The way Jesus states the Great Commandment in Matthew actually suggests to us that we are to use it in this way as a filter and guide when reading the Bible. Jesus says that “on these two commandments hang all the law and the prophets.” It isn’t apparent to many Christians perhaps, but by “the law and the prophets” Jesus means the sacred scripture of Judaism. Judaism today sees the Hebrew Bible, which is the same as the Protestant Old Testament, as consisting of three types of texts. They are the Torah (the Law), the Prophets, and the Writings. The Torah, also known as the Law or the Law of Moses, is the first five books of the Bible—Genesis, Exodus, Leviticus, Numbers, and Deuteronomy. The Prophets are the books known by a prophet’s name plus Joshua, Judges, 1 and 2 Samuel, and 1 and 2 Kings. Everything else is the Writings. Jesus mentions the law and the prophets when he gives the Great Commandment in Matthew. He doesn’t mention the Writings. That’s because in his day the law and the prophets had attained the status of sacred scripture in Judaism, but the writings hadn’t. So when Jesus says that the law and the prophets hang on the two parts of the Great Commandment he means that all of scripture hangs on them.[2]
What does he mean by hangs on them? I think he means that they are a support without which none of scripture can stand. These two commandments support everything else in scripture. Without them nothing in scripture will hold up. I think Jesus means here something very like what the rabbis mean when they say all of scripture is about love. If something in the Bible contradicts the love of God, neighbor, and self it isn’t sacred scripture for us. It’s in the Bible, but for us it doesn’t count as sacred. The Great Commandment truly can function as an effective and appropriate filter for us when we read the Bible. It is a filter that keeps us Christians faithful followers of Jesus.

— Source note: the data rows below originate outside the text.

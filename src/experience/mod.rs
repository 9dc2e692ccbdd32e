pub mod components;
pub mod events;
pub mod plugin;
pub mod resources;
pub mod systems;

pub use components::{ExperienceGem, LevelProgress};
pub use events::{ExperienceCollected, PlayerLevelUpEvent};
pub use plugin::plugin;
pub use resources::GemSettings;
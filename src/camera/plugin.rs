use bevy::prelude::*;

use crate::camera::systems::*;
use crate::combat::events::CameraShakeEvent;
use crate::game::sets::GameSet;
use crate::player::events::DashEvent;
use crate::rng::GameRng;
use crate::states::GameState;

pub fn plugin(app: &mut App) {
    app.init_resource::<GameRng>()
        .add_message::<DashEvent>()
        .add_message::<CameraShakeEvent>()
        .add_systems(OnEnter(GameState::InGame), spawn_camera_rig)
        .add_systems(
            Update,
            (
                camera_dash_lag_system,
                camera_shake_trigger_system,
                camera_follow_system,
            )
                .chain()
                .in_set(GameSet::Effects)
                .run_if(in_state(GameState::InGame)),
        );
}

#[cfg(test)]
mod tests {
    use super::*;
    use crate::camera::components::CameraRig;

    #[test]
    fn test_camera_plugin_spawns_rig_on_enter() {
        let mut app = App::new();
        app.add_plugins((bevy::state::app::StatesPlugin, bevy::time::TimePlugin));
        app.insert_state(GameState::InGame);
        app.add_plugins(plugin);

        app.update();

        let mut query = app.world_mut().query::<&CameraRig>();
        assert_eq!(query.iter(app.world()).count(), 1);
    }
}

I’m honest about picking some parts of the Bible as true and rejecting other parts as false. Yes, God is love. No, God never told King Saul to kill every living thing among the Amalekites. Yes, the peacemakers are blessed. No, not every governmental authority comes from God. Yes, God so loved the world. No, Jesus is not going to open some arcane seal that unleashes massive destruction on the earth. If anything in the Bible speaks of love it is true. If it doesn’t it isn’t. Let’s all be honest here. We read the Bible selectively. Everybody does. When we do the law of love must guide us. May we follow it well.


[1] Sorenson, Thomas Calnan, Liberating the Bible, A Pastor’s Guided Tour for Seeking Christians, Revised Edition, Volumes One, Two, and Three,. Coffee Press, Briarwood, NY, 2018-2019.
[2] Both parts of the Great Commandment come from Jewish scripture. For loving God with your whole heart, soul, and mind see Deuteronomy 6:5. For loving your neighbor as yourself see Leviticus 19:18.